BEGIN
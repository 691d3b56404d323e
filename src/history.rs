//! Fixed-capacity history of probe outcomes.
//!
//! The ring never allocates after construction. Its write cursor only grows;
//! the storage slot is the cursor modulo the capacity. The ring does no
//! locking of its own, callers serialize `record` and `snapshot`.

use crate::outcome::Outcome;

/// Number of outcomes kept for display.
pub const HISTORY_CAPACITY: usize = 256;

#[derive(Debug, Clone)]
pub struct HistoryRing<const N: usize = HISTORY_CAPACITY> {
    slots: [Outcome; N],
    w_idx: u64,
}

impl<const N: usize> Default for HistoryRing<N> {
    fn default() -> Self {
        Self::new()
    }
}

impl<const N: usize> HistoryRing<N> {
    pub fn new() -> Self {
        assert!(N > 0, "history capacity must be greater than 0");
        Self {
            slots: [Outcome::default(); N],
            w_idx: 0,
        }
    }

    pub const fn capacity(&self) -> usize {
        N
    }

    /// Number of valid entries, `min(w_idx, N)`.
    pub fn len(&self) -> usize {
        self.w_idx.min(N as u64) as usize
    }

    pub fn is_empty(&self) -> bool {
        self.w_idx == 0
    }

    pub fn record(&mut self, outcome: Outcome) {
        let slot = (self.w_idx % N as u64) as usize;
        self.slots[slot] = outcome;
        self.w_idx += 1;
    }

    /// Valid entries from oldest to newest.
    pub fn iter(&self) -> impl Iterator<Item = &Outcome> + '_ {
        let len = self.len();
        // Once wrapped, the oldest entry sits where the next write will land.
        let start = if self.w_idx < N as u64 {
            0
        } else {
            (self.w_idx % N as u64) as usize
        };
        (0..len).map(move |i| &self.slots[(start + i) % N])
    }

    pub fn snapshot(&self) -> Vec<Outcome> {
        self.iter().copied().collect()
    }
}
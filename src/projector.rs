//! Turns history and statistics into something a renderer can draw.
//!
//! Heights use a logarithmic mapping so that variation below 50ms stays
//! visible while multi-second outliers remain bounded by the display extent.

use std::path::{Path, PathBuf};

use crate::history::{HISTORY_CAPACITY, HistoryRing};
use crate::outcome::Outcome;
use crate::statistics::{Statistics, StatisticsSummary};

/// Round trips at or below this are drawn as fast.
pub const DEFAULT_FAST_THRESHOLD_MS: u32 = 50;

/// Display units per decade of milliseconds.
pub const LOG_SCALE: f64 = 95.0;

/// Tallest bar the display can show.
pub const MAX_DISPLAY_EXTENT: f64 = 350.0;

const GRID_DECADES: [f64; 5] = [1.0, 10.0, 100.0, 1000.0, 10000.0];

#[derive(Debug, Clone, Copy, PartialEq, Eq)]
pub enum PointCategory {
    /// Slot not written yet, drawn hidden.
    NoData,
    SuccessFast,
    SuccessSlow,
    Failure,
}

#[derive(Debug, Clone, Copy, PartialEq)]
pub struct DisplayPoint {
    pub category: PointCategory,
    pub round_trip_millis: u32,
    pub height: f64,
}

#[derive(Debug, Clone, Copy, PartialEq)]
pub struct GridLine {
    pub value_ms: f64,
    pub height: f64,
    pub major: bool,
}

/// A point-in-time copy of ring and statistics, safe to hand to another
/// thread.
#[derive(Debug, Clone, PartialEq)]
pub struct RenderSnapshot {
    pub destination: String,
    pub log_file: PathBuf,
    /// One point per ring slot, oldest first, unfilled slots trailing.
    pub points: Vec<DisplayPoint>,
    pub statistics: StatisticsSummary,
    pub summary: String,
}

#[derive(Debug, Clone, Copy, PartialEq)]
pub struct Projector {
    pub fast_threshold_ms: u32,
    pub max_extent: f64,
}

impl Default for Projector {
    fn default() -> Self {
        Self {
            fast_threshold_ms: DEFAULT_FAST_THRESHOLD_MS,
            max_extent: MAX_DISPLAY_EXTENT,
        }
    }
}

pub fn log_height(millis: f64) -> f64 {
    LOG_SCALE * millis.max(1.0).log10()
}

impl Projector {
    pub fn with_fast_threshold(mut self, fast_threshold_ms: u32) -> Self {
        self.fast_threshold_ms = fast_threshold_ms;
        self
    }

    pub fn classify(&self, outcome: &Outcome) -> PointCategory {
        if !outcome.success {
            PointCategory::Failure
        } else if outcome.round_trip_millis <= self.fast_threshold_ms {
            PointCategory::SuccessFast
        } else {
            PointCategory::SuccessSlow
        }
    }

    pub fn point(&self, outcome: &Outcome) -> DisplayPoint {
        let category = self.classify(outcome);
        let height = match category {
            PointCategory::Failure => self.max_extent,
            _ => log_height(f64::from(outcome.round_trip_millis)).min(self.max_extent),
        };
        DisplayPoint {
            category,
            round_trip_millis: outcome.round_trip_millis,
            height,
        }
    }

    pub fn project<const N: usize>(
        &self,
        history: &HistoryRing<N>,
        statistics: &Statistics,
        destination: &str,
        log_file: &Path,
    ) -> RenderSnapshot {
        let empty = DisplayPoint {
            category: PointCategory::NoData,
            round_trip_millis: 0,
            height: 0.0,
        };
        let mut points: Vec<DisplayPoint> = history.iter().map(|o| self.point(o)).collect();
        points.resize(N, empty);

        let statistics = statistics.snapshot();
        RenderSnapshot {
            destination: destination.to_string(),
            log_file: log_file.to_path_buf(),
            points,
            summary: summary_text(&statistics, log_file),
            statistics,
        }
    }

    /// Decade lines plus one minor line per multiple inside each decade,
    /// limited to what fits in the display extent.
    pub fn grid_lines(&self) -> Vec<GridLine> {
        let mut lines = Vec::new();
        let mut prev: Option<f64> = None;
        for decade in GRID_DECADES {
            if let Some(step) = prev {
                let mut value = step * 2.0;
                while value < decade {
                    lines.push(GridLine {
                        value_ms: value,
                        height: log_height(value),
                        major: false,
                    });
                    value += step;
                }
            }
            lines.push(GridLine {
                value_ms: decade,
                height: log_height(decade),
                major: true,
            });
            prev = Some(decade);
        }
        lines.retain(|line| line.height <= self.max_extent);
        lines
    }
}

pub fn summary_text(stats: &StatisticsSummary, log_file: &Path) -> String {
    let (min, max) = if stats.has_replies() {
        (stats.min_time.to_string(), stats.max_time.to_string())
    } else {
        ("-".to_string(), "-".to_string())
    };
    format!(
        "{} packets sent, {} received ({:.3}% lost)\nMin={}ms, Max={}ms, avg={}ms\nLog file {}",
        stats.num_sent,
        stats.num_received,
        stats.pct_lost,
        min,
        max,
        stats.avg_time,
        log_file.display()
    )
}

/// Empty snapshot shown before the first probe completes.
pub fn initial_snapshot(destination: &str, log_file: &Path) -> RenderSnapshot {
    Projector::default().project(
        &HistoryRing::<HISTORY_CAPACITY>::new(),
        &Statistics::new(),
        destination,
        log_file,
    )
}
END
If a line of the listing above holds the string "PointCategory", copy it.

Expected answer.
pub enum PointCategory {
    pub category: PointCategory,
    pub fn classify(&self, outcome: &Outcome) -> PointCategory {
            PointCategory::Failure
            PointCategory::SuccessFast
            PointCategory::SuccessSlow
            PointCategory::Failure => self.max_extent,
            category: PointCategory::NoData,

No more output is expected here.